- Problem statement:
Write out every record below exactly, so that nothing differs from what is shown.

Saved data entries

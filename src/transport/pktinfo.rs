//! Linux transport that learns the arrival interface via `IP_PKTINFO`.

use std::io;
use std::mem;
use std::net::SocketAddrV4;
use std::os::unix::io::{AsRawFd, RawFd};
use std::ptr;
use std::time::Duration;

use pnet::datalink::NetworkInterface;
use socket2::{SockAddr, Socket};
use tracing::debug;

use super::{create_socket, destination, Transport, MAX_DATAGRAM_SIZE};
use crate::codec::{decode, encode};
use crate::domain::Packet;
use crate::error::TransportError;
use crate::interface::interface_by_index;

/// Room for one `in_pktinfo` control message, 8-byte aligned.
const CONTROL_BUF_WORDS: usize = 8;

/// A UDP transport reporting which interface each datagram arrived on.
///
/// Broadcast replies carry an outgoing `IP_PKTINFO` so they leave through
/// the interface the request came in on.
pub struct PktInfoTransport {
    socket: Socket,
}

impl PktInfoTransport {
    pub fn bind(addr: SocketAddrV4) -> Result<Self, TransportError> {
        let socket = create_socket(addr)?;
        enable_pktinfo(socket.as_raw_fd())?;
        Ok(Self { socket })
    }
}

impl Transport for PktInfoTransport {
    fn recv(&mut self) -> Result<(Packet, NetworkInterface), TransportError> {
        let mut buf = [0u8; MAX_DATAGRAM_SIZE];
        loop {
            let (len, if_index) =
                recv_with_ifindex(self.socket.as_raw_fd(), &mut buf).map_err(TransportError::from_recv)?;

            let packet = match decode(&buf[..len]) {
                Ok(packet) => packet,
                Err(e) => {
                    debug!("Skipping undecodable datagram: {}", e);
                    continue;
                }
            };

            let interface =
                interface_by_index(if_index).ok_or(TransportError::InterfaceNotFound(if_index))?;
            return Ok((packet, interface));
        }
    }

    fn send(&mut self, packet: &Packet, interface: &NetworkInterface) -> Result<(), TransportError> {
        let bytes = encode(packet)?;
        let dest = destination(packet);

        if dest.pin_interface {
            send_via_interface(self.socket.as_raw_fd(), &bytes, dest.addr, interface.index)?;
        } else {
            self.socket.send_to(&bytes, &SockAddr::from(dest.addr))?;
        }
        Ok(())
    }

    fn set_read_timeout(&mut self, timeout: Option<Duration>) -> Result<(), TransportError> {
        self.socket.set_read_timeout(timeout)?;
        Ok(())
    }
}

fn enable_pktinfo(fd: RawFd) -> io::Result<()> {
    let on: libc::c_int = 1;
    // SAFETY: `on` outlives the call and the length matches its type.
    let rc = unsafe {
        libc::setsockopt(
            fd,
            libc::IPPROTO_IP,
            libc::IP_PKTINFO,
            &on as *const libc::c_int as *const libc::c_void,
            mem::size_of::<libc::c_int>() as libc::socklen_t,
        )
    };
    if rc < 0 {
        return Err(io::Error::last_os_error());
    }
    Ok(())
}

/// Receive one datagram, returning its length and arrival interface index.
fn recv_with_ifindex(fd: RawFd, buf: &mut [u8]) -> io::Result<(usize, u32)> {
    let mut control = [0u64; CONTROL_BUF_WORDS];
    let mut iov = libc::iovec {
        iov_base: buf.as_mut_ptr() as *mut libc::c_void,
        iov_len: buf.len(),
    };

    // SAFETY: msghdr is plain data; every pointer set below refers to a
    // buffer that lives until the end of this function.
    let mut msg: libc::msghdr = unsafe { mem::zeroed() };
    msg.msg_iov = &mut iov;
    msg.msg_iovlen = 1;
    msg.msg_control = control.as_mut_ptr() as *mut libc::c_void;
    msg.msg_controllen = mem::size_of_val(&control) as _;

    // SAFETY: `msg` is fully initialized and its buffers are valid.
    let n = unsafe { libc::recvmsg(fd, &mut msg, 0) };
    if n < 0 {
        return Err(io::Error::last_os_error());
    }

    let mut if_index = 0;
    // SAFETY: the CMSG_* helpers walk the control buffer the kernel filled,
    // bounded by msg_controllen.
    unsafe {
        let mut cmsg = libc::CMSG_FIRSTHDR(&msg);
        while !cmsg.is_null() {
            if (*cmsg).cmsg_level == libc::IPPROTO_IP && (*cmsg).cmsg_type == libc::IP_PKTINFO {
                let info: libc::in_pktinfo =
                    ptr::read_unaligned(libc::CMSG_DATA(cmsg) as *const libc::in_pktinfo);
                if_index = info.ipi_ifindex as u32;
            }
            cmsg = libc::CMSG_NXTHDR(&msg, cmsg);
        }
    }

    Ok((n as usize, if_index))
}

/// Send `data` to `dest` out of interface `if_index`.
fn send_via_interface(fd: RawFd, data: &[u8], dest: SocketAddrV4, if_index: u32) -> io::Result<()> {
    let mut control = [0u64; CONTROL_BUF_WORDS];
    let addr = SockAddr::from(dest);
    let mut iov = libc::iovec {
        iov_base: data.as_ptr() as *mut libc::c_void,
        iov_len: data.len(),
    };

    // SAFETY: as in `recv_with_ifindex`; the kernel only reads through
    // these pointers for sendmsg.
    let mut msg: libc::msghdr = unsafe { mem::zeroed() };
    msg.msg_name = addr.as_ptr() as *mut libc::c_void;
    msg.msg_namelen = addr.len();
    msg.msg_iov = &mut iov;
    msg.msg_iovlen = 1;
    msg.msg_control = control.as_mut_ptr() as *mut libc::c_void;

    // SAFETY: the control buffer is large enough for one in_pktinfo
    // message, checked by the assertion on CMSG_SPACE.
    unsafe {
        let space = libc::CMSG_SPACE(mem::size_of::<libc::in_pktinfo>() as u32) as usize;
        debug_assert!(space <= mem::size_of_val(&control));
        msg.msg_controllen = space as _;

        let cmsg = libc::CMSG_FIRSTHDR(&msg);
        (*cmsg).cmsg_level = libc::IPPROTO_IP;
        (*cmsg).cmsg_type = libc::IP_PKTINFO;
        (*cmsg).cmsg_len = libc::CMSG_LEN(mem::size_of::<libc::in_pktinfo>() as u32) as _;

        let info = libc::in_pktinfo {
            ipi_ifindex: if_index as libc::c_int,
            ipi_spec_dst: libc::in_addr { s_addr: 0 },
            ipi_addr: libc::in_addr { s_addr: 0 },
        };
        ptr::write_unaligned(libc::CMSG_DATA(cmsg) as *mut libc::in_pktinfo, info);
    }

    // SAFETY: `msg` and everything it points to are valid for the call.
    let n = unsafe { libc::sendmsg(fd, &msg, 0) };
    if n < 0 {
        return Err(io::Error::last_os_error());
    }
    Ok(())
}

- Response below:
filename src/transport/pktinfo.rs
//! Linux transport that learns the arrival interface via `IP_PKTINFO`.

use std::io;
use std::mem;
use std::net::SocketAddrV4;
use std::os::unix::io::{AsRawFd, RawFd};
use std::ptr;
use std::time::Duration;

use pnet::datalink::NetworkInterface;
use socket2::{SockAddr, Socket};
use tracing::debug;

use super::{create_socket, destination, Transport, MAX_DATAGRAM_SIZE};
use crate::codec::{decode, encode};
use crate::domain::Packet;
use crate::error::TransportError;
use crate::interface::interface_by_index;

/// Room for one `in_pktinfo` control message, 8-byte aligned.
const CONTROL_BUF_WORDS: usize = 8;

/// A UDP transport reporting which interface each datagram arrived on.
///
/// Broadcast replies carry an outgoing `IP_PKTINFO` so they leave through
/// the interface the request came in on.
pub struct PktInfoTransport {
    socket: Socket,
}

impl PktInfoTransport {
    pub fn bind(addr: SocketAddrV4) -> Result<Self, TransportError> {
        let socket = create_socket(addr)?;
        enable_pktinfo(socket.as_raw_fd())?;
        Ok(Self { socket })
    }
}

impl Transport for PktInfoTransport {
    fn recv(&mut self) -> Result<(Packet, NetworkInterface), TransportError> {
        let mut buf = [0u8; MAX_DATAGRAM_SIZE];
        loop {
            let (len, if_index) =
                recv_with_ifindex(self.socket.as_raw_fd(), &mut buf).map_err(TransportError::from_recv)?;

            let packet = match decode(&buf[..len]) {
                Ok(packet) => packet,
                Err(e) => {
                    debug!("Skipping undecodable datagram: {}", e);
                    continue;
                }
            };

            let interface =
                interface_by_index(if_index).ok_or(TransportError::InterfaceNotFound(if_index))?;
            return Ok((packet, interface));
        }
    }

    fn send(&mut self, packet: &Packet, interface: &NetworkInterface) -> Result<(), TransportError> {
        let bytes = encode(packet)?;
        let dest = destination(packet);

        if dest.pin_interface {
            send_via_interface(self.socket.as_raw_fd(), &bytes, dest.addr, interface.index)?;
        } else {
            self.socket.send_to(&bytes, &SockAddr::from(dest.addr))?;
        }
        Ok(())
    }

    fn set_read_timeout(&mut self, timeout: Option<Duration>) -> Result<(), TransportError> {
        self.socket.set_read_timeout(timeout)?;
        Ok(())
    }
}

fn enable_pktinfo(fd: RawFd) -> io::Result<()> {
    let on: libc::c_int = 1;
    // SAFETY: `on` outlives the call and the length matches its type.
    let rc = unsafe {
        libc::setsockopt(
            fd,
            libc::IPPROTO_IP,
            libc::IP_PKTINFO,
            &on as *const libc::c_int as *const libc::c_void,
            mem::size_of::<libc::c_int>() as libc::socklen_t,
        )
    };
    if rc < 0 {
        return Err(io::Error::last_os_error());
    }
    Ok(())
}

/// Receive one datagram, returning its length and arrival interface index.
fn recv_with_ifindex(fd: RawFd, buf: &mut [u8]) -> io::Result<(usize, u32)> {
    let mut control = [0u64; CONTROL_BUF_WORDS];
    let mut iov = libc::iovec {
        iov_base: buf.as_mut_ptr() as *mut libc::c_void,
        iov_len: buf.len(),
    };

    // SAFETY: msghdr is plain data; every pointer set below refers to a
    // buffer that lives until the end of this function.
    let mut msg: libc::msghdr = unsafe { mem::zeroed() };
    msg.msg_iov = &mut iov;
    msg.msg_iovlen = 1;
    msg.msg_control = control.as_mut_ptr() as *mut libc::c_void;
    msg.msg_controllen = mem::size_of_val(&control) as _;

    // SAFETY: `msg` is fully initialized and its buffers are valid.
    let n = unsafe { libc::recvmsg(fd, &mut msg, 0) };
    if n < 0 {
        return Err(io::Error::last_os_error());
    }

    let mut if_index = 0;
    // SAFETY: the CMSG_* helpers walk the control buffer the kernel filled,
    // bounded by msg_controllen.
    unsafe {
        let mut cmsg = libc::CMSG_FIRSTHDR(&msg);
        while !cmsg.is_null() {
            if (*cmsg).cmsg_level == libc::IPPROTO_IP && (*cmsg).cmsg_type == libc::IP_PKTINFO {
                let info: libc::in_pktinfo =
                    ptr::read_unaligned(libc::CMSG_DATA(cmsg) as *const libc::in_pktinfo);
                if_index = info.ipi_ifindex as u32;
            }
            cmsg = libc::CMSG_NXTHDR(&msg, cmsg);
        }
    }

    Ok((n as usize, if_index))
}

/// Send `data` to `dest` out of interface `if_index`.
fn send_via_interface(fd: RawFd, data: &[u8], dest: SocketAddrV4, if_index: u32) -> io::Result<()> {
    let mut control = [0u64; CONTROL_BUF_WORDS];
    let addr = SockAddr::from(dest);
    let mut iov = libc::iovec {
        iov_base: data.as_ptr() as *mut libc::c_void,
        iov_len: data.len(),
    };

    // SAFETY: as in `recv_with_ifindex`; the kernel only reads through
    // these pointers for sendmsg.
    let mut msg: libc::msghdr = unsafe { mem::zeroed() };
    msg.msg_name = addr.as_ptr() as *mut libc::c_void;
    msg.msg_namelen = addr.len();
    msg.msg_iov = &mut iov;
    msg.msg_iovlen = 1;
    msg.msg_control = control.as_mut_ptr() as *mut libc::c_void;

    // SAFETY: the control buffer is large enough for one in_pktinfo
    // message, checked by the assertion on CMSG_SPACE.
    unsafe {
        let space = libc::CMSG_SPACE(mem::size_of::<libc::in_pktinfo>() as u32) as usize;
        debug_assert!(space <= mem::size_of_val(&control));
        msg.msg_controllen = space as _;

        let cmsg = libc::CMSG_FIRSTHDR(&msg);
        (*cmsg).cmsg_level = libc::IPPROTO_IP;
        (*cmsg).cmsg_type = libc::IP_PKTINFO;
        (*cmsg).cmsg_len = libc::CMSG_LEN(mem::size_of::<libc::in_pktinfo>() as u32) as _;

        let info = libc::in_pktinfo {
            ipi_ifindex: if_index as libc::c_int,
            ipi_spec_dst: libc::in_addr { s_addr: 0 },
            ipi_addr: libc::in_addr { s_addr: 0 },
        };
        ptr::write_unaligned(libc::CMSG_DATA(cmsg) as *mut libc::in_pktinfo, info);
    }

    // SAFETY: `msg` and everything it points to are valid for the call.
    let n = unsafe { libc::sendmsg(fd, &msg, 0) };
    if n < 0 {
        return Err(io::Error::last_os_error());
    }
    Ok(())
}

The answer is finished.